Keywords: Theology; philosophy; history; Church Fathers; Reformation.
Strengths: Theology as expected figures largely in this Collection with a good representative example of material favoured by literary readers of the seventeenth and eighteenth centuries, much of it in Latin, and with much of the volumes printed abroad.
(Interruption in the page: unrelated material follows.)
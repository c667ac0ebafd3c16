pub mod constants;
pub mod face;
pub mod frame;
pub mod camera_device;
Languages:Latin, English, French
Physical characteristics: c. 350 volumes
Accumulation date range: 1650-1890?
Contents date range: 1510-1802
Associated Publications: Anderson-Smith, Myrtle, 'The Bibliotheck of Kirkwall', Northern Scotland 15 (1995), 127-134. Craven, J. B., Descriptive Catalogue of the Bibliotheck of Kirkwall 1683, with a notice of the founder, William Baikie, M.A., of Holland (Kirkwall: n.pub., 1897). Kaufman, Paul, 'Discovering the Oldest Publick Bibliotheck in the Northern Isles', Library Review 23, no. 7 (1972), 285-7. Tinch, David M. N. (ed.), The Orkney Library 1683-1983: A Short History (Kirkwall: Kirkwall Press, 1983). AU MS 1087: The Kirkwall Bibliotheck, 1638-1891, with related material. Available on Library OPAC or WebPAC
Accrual Status: Closed
Custodial history/provenance: Shortly before his death in 1683, William Baikie, (MA, University of Edinburgh, 1657), proprietor of the estate of Holland on Stronsay, Orkney, bequeathed his books and manuscripts to the minister of Kirkwall, and his successors, 'for a Publick Liberarie to be keeped within the town'. Many rare volumes of a religious nature were added by James Wallace (MA, King's college, 1659), who was a minister of St. Magnus Cathedral. At first the Kirk Session held the Bibliotheck as a Presbytery Library in St Magnus Cathedral where it continued to attract donations from both church and laymen. By 1740 it had been moved to the assembly room of the Tolbooth. The Collection was then incorporated into the Orkney Subscription Library in 1815, but, on the adoption of the Free Libraries Act by the Burgh of Kirkwall in 1890, the books were offered for public auction. They were bought up by Archdeacon James B. Craven of Orkney, who produced a catalogue of them, and gave the volumes to Aberdeen University Library in 1914.
Access Control: Closed access - please request. Non-borrowable.